Einem Kimi Räikkönen oder Fernando Alonso ein bescheidenes Fixgehalt und eine hohe Siegprämie anzubieten, würde kein Teamchef wagen. Und kein WM-Kandidat würde auch nur daran denken, so einen Vertrag zu unterschreiben.

Die Rechnung geht für die älteren Semester selten auf. Aber es gibt Ausnahmen: Nelson Piquet hatte beispielsweise in seiner späten Benetton-Zeit einen Vertrag, der ihm eine schier illusorische Million Dollar für einen Sieg versprach. Denn Siege schienen zu Saisonbeginn höchst unwahrscheinlich. Piquet gewann zwei Rennen, sammelte Punkte wie ein Eichhörnchen und war viele finanzielle Sorgen los. Denn so viele Kinder mit so vielen Frauen kosten eben Geld. Nicht, dass Ralf Schumacher diese Probleme hätte. Aber es gilt als offenes Geheimnis, dass er die Mega-Gage der letzten drei Jahre nicht mehr erhalten wird.

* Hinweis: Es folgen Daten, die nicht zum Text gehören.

//! In-process store backend.

use std::collections::{HashMap, VecDeque};
use std::sync::RwLock;

use super::{ListRange, Result, SharedStore, StoreError};

#[derive(Debug, Default)]
struct Tables {
    hashes: HashMap<String, HashMap<String, String>>,
    lists: HashMap<String, VecDeque<String>>,
}

/// Store backed by in-memory tables behind a single `RwLock`.
///
/// Used for local runs where the aggregator and every player share one
/// process, and as the fake in tests.
#[derive(Debug, Default)]
pub struct MemoryStore {
    tables: RwLock<Tables>,
}

impl MemoryStore {
    pub fn new() -> Self {
        Self::default()
    }

    /// Replaces a whole hash.
    pub fn set_hash<K, V>(&self, key: &str, fields: impl IntoIterator<Item = (K, V)>) -> Result<()>
    where
        K: Into<String>,
        V: Into<String>,
    {
        let mut tables = self.tables.write().map_err(|_| StoreError::LockPoisoned)?;
        let hash = fields
            .into_iter()
            .map(|(k, v)| (k.into(), v.into()))
            .collect();
        tables.hashes.insert(key.to_string(), hash);
        Ok(())
    }

    /// Appends values to the tail of a list.
    pub fn push_list<V: Into<String>>(
        &self,
        key: &str,
        values: impl IntoIterator<Item = V>,
    ) -> Result<()> {
        let mut tables = self.tables.write().map_err(|_| StoreError::LockPoisoned)?;
        tables
            .lists
            .entry(key.to_string())
            .or_default()
            .extend(values.into_iter().map(Into::into));
        Ok(())
    }
}

impl SharedStore for MemoryStore {
    fn get(&self, key: &str) -> Result<HashMap<String, String>> {
        let tables = self.tables.read().map_err(|_| StoreError::LockPoisoned)?;
        Ok(tables.hashes.get(key).cloned().unwrap_or_default())
    }

    fn get_list(&self, key: &str, range: ListRange) -> Result<Vec<String>> {
        let tables = self.tables.read().map_err(|_| StoreError::LockPoisoned)?;
        let Some(list) = tables.lists.get(key) else {
            return Ok(Vec::new());
        };
        Ok(range
            .resolve(list.len())
            .map(|r| list.range(r).cloned().collect())
            .unwrap_or_default())
    }

    fn put(&self, key: &str, field: &str, value: &str) -> Result<()> {
        let mut tables = self.tables.write().map_err(|_| StoreError::LockPoisoned)?;
        tables
            .hashes
            .entry(key.to_string())
            .or_default()
            .insert(field.to_string(), value.to_string());
        Ok(())
    }

    fn get_field(&self, key: &str, field: &str) -> Result<Option<String>> {
        let tables = self.tables.read().map_err(|_| StoreError::LockPoisoned)?;
        Ok(tables.hashes.get(key).and_then(|h| h.get(field)).cloned())
    }

    fn pop_front(&self, key: &str) -> Result<Option<String>> {
        let mut tables = self.tables.write().map_err(|_| StoreError::LockPoisoned)?;
        Ok(tables.lists.get_mut(key).and_then(VecDeque::pop_front))
    }
}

An dieser Stelle gebührt auch noch mal eine tiefe Verneigung vor den Manager-Künsten eines Willi Weber, den Ralf ja mittlerweile in die Wüste geschickt hat. Oder, wie es ein netter Kollege aus der Kommentatorenbox so schön formulierte: "Michael Schumacher in den letzten Jahren zu managen, das hätte meine Oma auch gekonnt. Aber für Ralf nochmals so einen Vertrag rauszuholen, das konnte wirklich nur Willi!" Kolportierte 17 Millionen auf drei Jahre garantiert. Da bleibt abzüglich Managerprovision und sonstigen Abgaben noch ein bisschen über.

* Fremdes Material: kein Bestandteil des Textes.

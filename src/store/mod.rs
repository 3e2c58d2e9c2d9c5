//! Shared key/value and list store used for home configuration, per-step
//! simulation parameters, and published results.
//!
//! The store is populated by an external setup process. Players only read
//! community keys and only write the hash keyed by their own home name, so no
//! locking is layered on top of the backend.

mod memory;
#[cfg(feature = "redis")]
mod remote;

use std::collections::HashMap;

use thiserror::Error;

pub use memory::MemoryStore;
#[cfg(feature = "redis")]
pub use remote::RedisStore;

/// Errors surfaced by store backends.
#[derive(Debug, Error)]
pub enum StoreError {
    #[error("store backend error: {0}")]
    Backend(String),

    #[error("store lock was poisoned")]
    LockPoisoned,

    #[error("malformed value at `{key}.{field}`: {value:?} ({reason})")]
    Malformed {
        key: String,
        field: String,
        value: String,
        reason: String,
    },
}

pub type Result<T> = std::result::Result<T, StoreError>;

/// Inclusive list range with Redis `LRANGE` semantics.
///
/// Negative indices count from the end of the list, so `ListRange::ALL`
/// (`0..=-1`) selects every element.
#[derive(Debug, Clone, Copy, PartialEq, Eq)]
pub struct ListRange {
    pub start: isize,
    pub stop: isize,
}

impl ListRange {
    /// The whole list.
    pub const ALL: Self = Self { start: 0, stop: -1 };

    /// Resolves the range against a list of `len` elements.
    ///
    /// Returns `None` when the range selects nothing.
    pub fn resolve(&self, len: usize) -> Option<std::ops::RangeInclusive<usize>> {
        if len == 0 {
            return None;
        }
        let len = len as isize;
        let normalize = |i: isize| if i < 0 { len + i } else { i };

        let start = normalize(self.start).max(0);
        let stop = normalize(self.stop).min(len - 1);
        if start > stop || start >= len {
            return None;
        }
        Some(start as usize..=stop as usize)
    }
}

/// Point-in-time access to the shared store.
///
/// Every read is an independent snapshot; no transactional guarantees are
/// offered or needed.
pub trait SharedStore: Send + Sync {
    /// Reads every field of a hash. Missing keys read as an empty map.
    fn get(&self, key: &str) -> Result<HashMap<String, String>>;

    /// Reads a slice of a list. Missing keys read as an empty list.
    fn get_list(&self, key: &str, range: ListRange) -> Result<Vec<String>>;

    /// Writes one field of a hash, creating the hash if needed.
    fn put(&self, key: &str, field: &str, value: &str) -> Result<()>;

    /// Reads one field of a hash.
    fn get_field(&self, key: &str, field: &str) -> Result<Option<String>>;

    /// Atomically removes and returns the head of a list.
    ///
    /// This is the claim primitive that keeps two players from taking the
    /// same home record.
    fn pop_front(&self, key: &str) -> Result<Option<String>>;
}

/// Parses a numeric field, reporting the offending key on failure.
pub fn parse_f64(key: &str, field: &str, value: &str) -> Result<f64> {
    value.trim().parse::<f64>().map_err(|e| StoreError::Malformed {
        key: key.to_string(),
        field: field.to_string(),
        value: value.to_string(),
        reason: e.to_string(),
    })
}

#[cfg(test)]
mod tests {
    use super::*;

    #[test]
    fn full_range_covers_every_element() {
        assert_eq!(ListRange::ALL.resolve(4), Some(0..=3));
    }

    #[test]
    fn negative_indices_count_from_end() {
        let r = ListRange { start: -2, stop: -1 };
        assert_eq!(r.resolve(5), Some(3..=4));
    }

    #[test]
    fn out_of_bounds_range_is_empty() {
        let r = ListRange { start: 6, stop: 10 };
        assert_eq!(r.resolve(5), None);
        assert_eq!(ListRange::ALL.resolve(0), None);
    }

    #[test]
    fn stop_is_clamped_to_last_element() {
        let r = ListRange { start: 1, stop: 99 };
        assert_eq!(r.resolve(3), Some(1..=2));
    }

    #[test]
    fn parse_f64_reports_field_path() {
        let err = parse_f64("simulation", "nsteps", "abc").unwrap_err();
        assert!(err.to_string().contains("simulation.nsteps"));
        assert_eq!(parse_f64("k", "f", " 2.5 ").ok(), Some(2.5));
    }
}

Ralf kann noch lachen - er kann es sich auch leisten..., Foto: Sutton
Ralf kann noch lachen - er kann es sich auch leisten..., Foto: Sutton

Dieser Vertrag ist zugleich Ralfs großes Imageproblem. Kaum ein Fan regt sich darüber auf, dass er die Hälfte von Räikkönen verdient oder ein Drittel dessen, was Michael zuletzt bekommen haben muss. Alle befinden, dass er überbezahlt ist. Und warum? Weil das Verhältnis Honorar zu Erfolg miserabel ausfällt: Nur 3 Podiums und 70 Punkte in fast drei Jahren Toyota, Tendenz stark fallend (2005: 45, 2006: 20, heuer: 5). Macht schlappe 700.000 für einen WM-Punkt.

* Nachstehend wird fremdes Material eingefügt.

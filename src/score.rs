//! End-of-run score computed from a player's demand profile.

use std::fmt;
use std::fs;
use std::io;
use std::path::Path;

use serde::Serialize;

use crate::player::DemandProfile;

/// Demand statistics over a completed run.
#[derive(Debug, Clone, Copy, PartialEq, Serialize)]
pub struct Score {
    /// Population standard deviation of grid power (kW).
    pub std_demand: f64,
    /// Peak grid power (kW).
    pub max_demand: f64,
}

impl Score {
    /// Computes the score. An empty profile scores zero on both counts.
    pub fn from_profile(profile: &DemandProfile) -> Self {
        let values = profile.as_slice();
        if values.is_empty() {
            return Self {
                std_demand: 0.0,
                max_demand: 0.0,
            };
        }

        let n = values.len() as f64;
        let mean = values.iter().sum::<f64>() / n;
        let var = values.iter().map(|v| (v - mean).powi(2)).sum::<f64>() / n;
        let max = values.iter().copied().fold(f64::NEG_INFINITY, f64::max);

        Self {
            std_demand: var.sqrt(),
            max_demand: max,
        }
    }

    pub fn to_json(&self) -> String {
        serde_json::to_string(self).unwrap_or_else(|_| "{}".into())
    }

    /// Writes the score as a JSON object.
    ///
    /// # Errors
    ///
    /// Returns an `io::Error` if the file cannot be written.
    pub fn write_json(&self, path: &Path) -> io::Result<()> {
        fs::write(path, self.to_json())
    }
}

impl fmt::Display for Score {
    fn fmt(&self, f: &mut fmt::Formatter<'_>) -> fmt::Result {
        writeln!(f, "--- Score ---")?;
        writeln!(f, "Demand std dev:  {:.3} kW", self.std_demand)?;
        write!(f, "Peak demand:     {:.3} kW", self.max_demand)
    }
}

Dennoch muss man fair zu Ralf sein: In den beiden letzten Jahren hatte er am Ende immer mehr Punkte als Jarno Trulli. Und dessen Vertrag wurde ja ohne Wimpernzucken bis 2009 verlängert. Und der Schwung des ersten gemeinsamen Jahres (Trulli zweimal Zweiter, Ralf zweimal Dritter und 14 Mal in den Punkten!!) haben bei Toyota wohl alle ein wenig verpennt. Mittlerweile bin ich überzeugt, dass Toyota in dieser Form nie an die Spitze der Formel 1 anschließen wird können.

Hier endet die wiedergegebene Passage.